//! The entity database: a lazily built index from entity type to the file
//! its persisted components live in.
//!
//! # Lifecycle
//!
//! The index is empty until first use. Any lookup calls
//! [`EntityDatabase::initialize`] with `force == false`, which asks the
//! [`TypeScanner`] for candidates, keeps the concrete persistent entity kinds
//! and computes `<entities_dir>/<TypeName>.<ext>` for each. Once a pass
//! succeeds the database is ready and further non-forced calls return
//! immediately. A forced call clears the index and rebuilds it.
//!
//! A failed pass inserts nothing and leaves the database not ready, so the
//! next lookup retries. Concurrent first passes may scan more than once;
//! insertion is first-wins so the index stays consistent.

use std::collections::HashMap;
use std::fs;
use std::io::{self, BufReader, BufWriter, Write};
use std::path::{Path, PathBuf};
use std::sync::atomic::{AtomicBool, AtomicUsize, Ordering};

use dashmap::DashMap;
use serde::{Deserialize, Serialize};
use tracing::{debug, info, trace, warn};

use tessera_ecs::codec::EntityFormat;
use tessera_ecs::entity::Entity;
use tessera_ecs::kind::{EntityKind, TypeKey};

use crate::scanner::TypeScanner;
use crate::DatabaseError;

// ---------------------------------------------------------------------------
// DatabaseConfig
// ---------------------------------------------------------------------------

/// Where entity files are stored.
#[derive(Debug, Clone, PartialEq, Eq, Serialize, Deserialize)]
#[serde(default)]
pub struct DatabaseConfig {
    /// Directory holding one file per persistent entity type. Created on
    /// first initialization.
    pub entities_dir: PathBuf,
}

impl Default for DatabaseConfig {
    fn default() -> Self {
        Self {
            entities_dir: PathBuf::from("data/entities"),
        }
    }
}

impl DatabaseConfig {
    /// Config storing entity files under `entities_dir`.
    pub fn new(entities_dir: impl Into<PathBuf>) -> Self {
        Self {
            entities_dir: entities_dir.into(),
        }
    }
}

// ---------------------------------------------------------------------------
// EntityDatabase
// ---------------------------------------------------------------------------

/// Index from persistent entity type to storage path, with load and save.
pub struct EntityDatabase {
    config: DatabaseConfig,
    scanner: Box<dyn TypeScanner>,
    format: EntityFormat,
    entries: DashMap<TypeKey, PathBuf>,
    ready: AtomicBool,
    scans: AtomicUsize,
}

impl EntityDatabase {
    /// Create an uninitialized database.
    pub fn new(
        config: DatabaseConfig,
        scanner: impl TypeScanner + 'static,
        format: EntityFormat,
    ) -> Self {
        Self {
            config,
            scanner: Box::new(scanner),
            format,
            entries: DashMap::new(),
            ready: AtomicBool::new(false),
            scans: AtomicUsize::new(0),
        }
    }

    /// The database configuration.
    pub fn config(&self) -> &DatabaseConfig {
        &self.config
    }

    /// The format entity files are written in.
    pub fn format(&self) -> &EntityFormat {
        &self.format
    }

    // -- initialization -----------------------------------------------------

    /// Build the type index.
    ///
    /// A no-op when already initialized, unless `force` is set, in which case
    /// the index is cleared and rebuilt.
    ///
    /// # Errors
    ///
    /// [`DatabaseError::Initialization`] if the scanner fails or the entities
    /// directory cannot be created. Nothing from the failed pass is
    /// inserted and the database stays uninitialized.
    pub fn initialize(&self, force: bool) -> Result<(), DatabaseError> {
        if self.ready.load(Ordering::Acquire) && !force {
            return Ok(());
        }

        if force {
            self.ready.store(false, Ordering::Release);
            self.entries.clear();
            debug!("entity database cleared for forced refresh");
        }

        let staged = self.scan()?;

        let mut inserted = 0usize;
        for (key, path) in staged {
            if let dashmap::mapref::entry::Entry::Vacant(slot) = self.entries.entry(key) {
                slot.insert(path);
                inserted += 1;
            }
        }
        self.ready.store(true, Ordering::Release);

        info!(
            entities = self.entries.len(),
            inserted,
            dir = %self.config.entities_dir.display(),
            "entity database initialized"
        );
        Ok(())
    }

    /// One scan pass. Computes every path before anything is inserted.
    fn scan(&self) -> Result<Vec<(TypeKey, PathBuf)>, DatabaseError> {
        self.scans.fetch_add(1, Ordering::Relaxed);

        let candidates =
            self.scanner
                .find_all_implementations()
                .map_err(|e| DatabaseError::Initialization {
                    message: format!("type scan failed: {e}"),
                    source: e.into(),
                })?;

        let dir = &self.config.entities_dir;
        fs::create_dir_all(dir).map_err(|e| DatabaseError::Initialization {
            message: format!("cannot create entities directory {}: {e}", dir.display()),
            source: Box::new(e),
        })?;

        let extension = self.format.codec().extension();
        let mut staged = Vec::with_capacity(candidates.len());
        for key in candidates {
            if !key.is_entity() || key.is_abstract() || !key.is_persistent() {
                trace!(entity = key.name(), "skipping non-persistent or abstract type");
                continue;
            }
            staged.push((key, dir.join(format!("{}.{extension}", key.name()))));
        }
        Ok(staged)
    }

    /// Whether a scan pass has completed successfully.
    pub fn is_initialized(&self) -> bool {
        self.ready.load(Ordering::Acquire)
    }

    /// Number of scan passes attempted so far.
    pub fn scan_count(&self) -> usize {
        self.scans.load(Ordering::Relaxed)
    }

    // -- lookups ------------------------------------------------------------

    /// Storage path for `key`, initializing on first use.
    ///
    /// `Ok(None)` if the type is not indexed.
    pub fn get_path(&self, key: TypeKey) -> Result<Option<PathBuf>, DatabaseError> {
        self.initialize(false)?;
        Ok(self.entries.get(&key).map(|entry| entry.value().clone()))
    }

    /// Typed [`EntityDatabase::get_path`].
    pub fn get_path_of<E: EntityKind>(&self) -> Result<Option<PathBuf>, DatabaseError> {
        self.get_path(TypeKey::of::<E>())
    }

    /// Every indexed type and its path, as an independent copy.
    pub fn get_all(&self) -> Result<HashMap<TypeKey, PathBuf>, DatabaseError> {
        self.initialize(false)?;
        Ok(self
            .entries
            .iter()
            .map(|entry| (*entry.key(), entry.value().clone()))
            .collect())
    }

    /// Load the stored instance of `key`.
    ///
    /// The kind is instantiated with its starting components and the stored
    /// document is merged over them. `Ok(None)` if nothing has been saved for
    /// the type yet.
    ///
    /// # Errors
    ///
    /// - [`DatabaseError::TypeAccess`] if `key` is not an entity kind.
    /// - [`DatabaseError::NotFound`] if the type is not indexed.
    /// - [`DatabaseError::Codec`] if the stored file is malformed.
    pub fn get_entity(&self, key: TypeKey) -> Result<Option<Entity>, DatabaseError> {
        if !key.is_entity() {
            return Err(DatabaseError::TypeAccess {
                type_name: key.name(),
            });
        }

        let path = self
            .get_path(key)?
            .ok_or(DatabaseError::NotFound { type_name: key.name() })?;

        let file = match fs::File::open(&path) {
            Ok(file) => file,
            Err(e) if e.kind() == io::ErrorKind::NotFound => {
                debug!(entity = key.name(), path = %path.display(), "no stored instance");
                return Ok(None);
            }
            Err(e) => return Err(DatabaseError::Io { path, source: e }),
        };

        let entity = key
            .instantiate()
            .ok_or(DatabaseError::NotFound { type_name: key.name() })?;
        let merged = entity
            .read(&mut BufReader::new(file), &self.format)
            .map_err(|e| DatabaseError::Codec {
                type_name: key.name(),
                path: path.clone(),
                source: e,
            })?;

        debug!(entity = key.name(), components = merged, "entity loaded");
        Ok(Some(entity))
    }

    /// Typed [`EntityDatabase::get_entity`].
    pub fn get_entity_of<E: EntityKind>(&self) -> Result<Option<Entity>, DatabaseError> {
        self.get_entity(TypeKey::of::<E>())
    }

    // -- persistence --------------------------------------------------------

    /// Write `entity`'s persistent components to its indexed path.
    ///
    /// The file is written next to its destination and renamed into place,
    /// so readers never observe a partial document. Returns the path.
    pub fn save(&self, entity: &Entity) -> Result<PathBuf, DatabaseError> {
        let key = entity.kind();
        let path = self
            .get_path(key)?
            .ok_or(DatabaseError::NotFound { type_name: key.name() })?;

        let staging = staging_path(&path);
        let io_err = |source: io::Error| DatabaseError::Io {
            path: staging.clone(),
            source,
        };

        let file = fs::File::create(&staging).map_err(io_err)?;
        let mut sink = BufWriter::new(file);
        let written = entity
            .write(&mut sink, &self.format)
            .map_err(|e| DatabaseError::Codec {
                type_name: key.name(),
                path: path.clone(),
                source: e,
            })
            .and_then(|()| sink.flush().map_err(io_err));
        drop(sink);
        if let Err(e) = written {
            if let Err(cleanup) = fs::remove_file(&staging) {
                warn!(path = %staging.display(), error = %cleanup, "failed to remove staging file");
            }
            return Err(e);
        }

        fs::rename(&staging, &path).map_err(|source| DatabaseError::Io {
            path: path.clone(),
            source,
        })?;
        debug!(entity = key.name(), path = %path.display(), "entity saved");
        Ok(path)
    }
}

fn staging_path(path: &Path) -> PathBuf {
    let mut name = path.file_name().map(|n| n.to_os_string()).unwrap_or_default();
    name.push(".tmp");
    path.with_file_name(name)
}

impl std::fmt::Debug for EntityDatabase {
    fn fmt(&self, f: &mut std::fmt::Formatter<'_>) -> std::fmt::Result {
        f.debug_struct("EntityDatabase")
            .field("config", &self.config)
            .field("format", &self.format)
            .field("entries", &self.entries.len())
            .field("ready", &self.is_initialized())
            .finish()
    }
}
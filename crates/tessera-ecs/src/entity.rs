//! Entities: typed bundles of components.
//!
//! An [`Entity`] is identified by its [`TypeKey`]. It owns one [`Components`]
//! registry and an init-once [`PresenterProperties`] slot. Entities are
//! shared as `Arc<Entity>`; every method takes `&self`.

use std::any::Any;
use std::fmt;
use std::io;
use std::sync::OnceLock;

use tracing::{trace, warn};

use crate::codec::{EncodedComponent, EntityDocument, EntityFormat};
use crate::component::{Component, ComponentType, Components, ErasedComponent, Shared};
use crate::identity::PresenterProperties;
use crate::kind::{EntityKind, TypeKey};
use crate::scene::{NodeId, SceneGraph};
use crate::view::ViewBinding;
use crate::EcsError;

/// A domain object made of components.
pub struct Entity {
    kind: TypeKey,
    components: Components,
    properties: OnceLock<PresenterProperties>,
}

impl Entity {
    /// A bare entity of `kind`, with no components.
    pub fn new(kind: TypeKey) -> Self {
        Self {
            kind,
            components: Components::new(),
            properties: OnceLock::new(),
        }
    }

    /// A fresh `E` with its starting components.
    ///
    /// Unlike [`TypeKey::instantiate`] this does not refuse abstract kinds;
    /// abstractness is enforced where types arrive dynamically.
    pub fn build<E: EntityKind>() -> Self {
        let entity = Self::new(TypeKey::of::<E>());
        E::assemble(&entity);
        entity
    }

    /// The entity's type, which is also its identity.
    pub fn kind(&self) -> TypeKey {
        self.kind
    }

    /// Alias of [`Entity::kind`]: an entity is identified by its type.
    pub fn id(&self) -> TypeKey {
        self.kind
    }

    /// Whether the entity is of kind `E` (exactly, not a specialization).
    pub fn is<E: EntityKind>(&self) -> bool {
        self.kind == TypeKey::of::<E>()
    }

    // -- presenter context --------------------------------------------------

    /// Stamp the entity with presenter context.
    ///
    /// Only the first call has an effect; later calls are ignored. Returns
    /// whether this call set the properties.
    pub fn init(&self, properties: PresenterProperties) -> bool {
        match self.properties.set(properties) {
            Ok(()) => true,
            Err(ignored) => {
                trace!(
                    entity = self.kind.name(),
                    presenter = %ignored.presenter(),
                    "entity already initialized"
                );
                false
            }
        }
    }

    /// The presenter context, once initialized.
    pub fn properties(&self) -> Option<&PresenterProperties> {
        self.properties.get()
    }

    // -- view ---------------------------------------------------------------

    /// The bound node, if the entity has a [`ViewBinding`] whose node is
    /// still alive in `scene`.
    pub fn try_get_view(&self, scene: &dyn SceneGraph) -> Option<NodeId> {
        self.get_view().filter(|node| scene.is_alive(*node))
    }

    /// The node recorded on the entity's [`ViewBinding`], without checking
    /// that it is alive.
    pub fn get_view(&self) -> Option<NodeId> {
        self.components.get::<ViewBinding>()?.read().current()
    }

    /// The bound node's payload narrowed to `T`.
    ///
    /// `None` if there is no live view or its payload is not a `T`.
    pub fn get_view_as<'s, T: Any>(&self, scene: &'s dyn SceneGraph) -> Option<&'s T> {
        let node = self.try_get_view(scene)?;
        scene.payload(node)?.downcast_ref::<T>()
    }

    // -- components ---------------------------------------------------------

    /// The entity's component registry.
    pub fn components(&self) -> &Components {
        &self.components
    }

    /// See [`Components::add`].
    pub fn add<T: Component>(&self) -> Shared<T> {
        self.components.add::<T>()
    }

    /// See [`Components::insert`].
    pub fn insert<T: Component>(&self, value: T) -> Option<Shared<T>> {
        self.components.insert(value)
    }

    /// Builder-style [`Entity::insert`].
    pub fn with<T: Component>(self, value: T) -> Self {
        self.components.insert(value);
        self
    }

    /// See [`Components::get`].
    pub fn get<T: Component>(&self) -> Option<Shared<T>> {
        self.components.get::<T>()
    }

    /// See [`Components::try_get`].
    pub fn try_get<T: Component>(&self) -> Result<Shared<T>, EcsError> {
        self.components.try_get::<T>()
    }

    /// See [`Components::get_or_add`].
    pub fn get_or_add<T: Component>(&self) -> Shared<T> {
        self.components.get_or_add::<T>()
    }

    /// See [`Components::has`].
    pub fn has<T: Component>(&self) -> bool {
        self.components.has::<T>()
    }

    /// See [`Components::has_type`].
    pub fn has_type(&self, ty: ComponentType) -> bool {
        self.components.has_type(ty)
    }

    /// See [`Components::remove`].
    pub fn remove<T: Component>(&self) -> bool {
        self.components.remove::<T>()
    }

    /// See [`Components::remove_type`].
    pub fn remove_type(&self, ty: ComponentType) -> bool {
        self.components.remove_type(ty)
    }

    /// Number of attached components.
    pub fn component_count(&self) -> usize {
        self.components.len()
    }

    /// See [`Components::serializable_subset`].
    pub fn serializable_subset(&self) -> Vec<ErasedComponent> {
        self.components.serializable_subset()
    }

    // -- persistence --------------------------------------------------------

    /// Concrete types of the components [`Entity::write`] emits, for codecs
    /// that need the closed type list up front.
    pub fn declared_extra_types(&self) -> Vec<ComponentType> {
        self.components.persistent_types()
    }

    /// Build the persisted form of this entity.
    ///
    /// Blocks are sorted by type name so output is stable.
    pub fn to_document(&self) -> Result<EntityDocument, EcsError> {
        let mut components = Vec::new();
        for component in self.serializable_subset() {
            let ty = component.component_type();
            let encoded = component.encode().map_err(|e| EcsError::ComponentEncode {
                component: ty.name().to_owned(),
                details: e.to_string(),
            })?;
            match encoded {
                Some(data) => components.push(EncodedComponent {
                    type_name: ty.name().to_owned(),
                    data,
                }),
                None => warn!(
                    entity = self.kind.name(),
                    component = ty.name(),
                    "persistent component produced no data -- skipping"
                ),
            }
        }
        components.sort_by(|a, b| a.type_name.cmp(&b.type_name));

        Ok(EntityDocument {
            entity: self.kind.name().to_owned(),
            extra_types: components.iter().map(|c| c.type_name.clone()).collect(),
            components,
        })
    }

    /// Merge a persisted document into this entity.
    ///
    /// Every block is decoded before anything is inserted, so a bad block
    /// leaves the entity untouched. Decoded components replace existing ones
    /// of the same type. Returns the number of components merged.
    pub fn apply_document(
        &self,
        document: &EntityDocument,
        format: &EntityFormat,
    ) -> Result<usize, EcsError> {
        if document.entity != self.kind.name() {
            warn!(
                entity = self.kind.name(),
                document = %document.entity,
                "document was written by a different entity type"
            );
        }

        let decoded = document
            .components
            .iter()
            .map(|block| format.catalog().decode(block))
            .collect::<Result<Vec<_>, _>>()?;

        let merged = decoded.len();
        for component in decoded {
            self.components.insert_erased(component);
        }
        Ok(merged)
    }

    /// Write the entity's persistent components to `sink`.
    pub fn write(&self, sink: &mut dyn io::Write, format: &EntityFormat) -> Result<(), EcsError> {
        let document = self.to_document()?;
        format.codec().write(sink, &document)
    }

    /// Read persisted components from `source` and merge them in.
    ///
    /// Returns the number of components merged.
    pub fn read(&self, source: &mut dyn io::Read, format: &EntityFormat) -> Result<usize, EcsError> {
        let document = format.codec().read(source)?;
        self.apply_document(&document, format)
    }
}

impl fmt::Debug for Entity {
    fn fmt(&self, f: &mut fmt::Formatter<'_>) -> fmt::Result {
        f.debug_struct("Entity")
            .field("kind", &self.kind)
            .field("components", &self.components)
            .field("properties", &self.properties.get())
            .finish()
    }
}

// ---------------------------------------------------------------------------
// Tests
// ---------------------------------------------------------------------------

* * * *

• **Task goal**:
In the data above, find the line that contains "more than once;", then reproduce exactly every line from the first line through that line.

• **Answer to this task**:
//! The entity database: a lazily built index from entity type to the file
//! its persisted components live in.
//!
//! # Lifecycle
//!
//! The index is empty until first use. Any lookup calls
//! [`EntityDatabase::initialize`] with `force == false`, which asks the
//! [`TypeScanner`] for candidates, keeps the concrete persistent entity kinds
//! and computes `<entities_dir>/<TypeName>.<ext>` for each. Once a pass
//! succeeds the database is ready and further non-forced calls return
//! immediately. A forced call clears the index and rebuilds it.
//!
//! A failed pass inserts nothing and leaves the database not ready, so the
//! next lookup retries. Concurrent first passes may scan more than once;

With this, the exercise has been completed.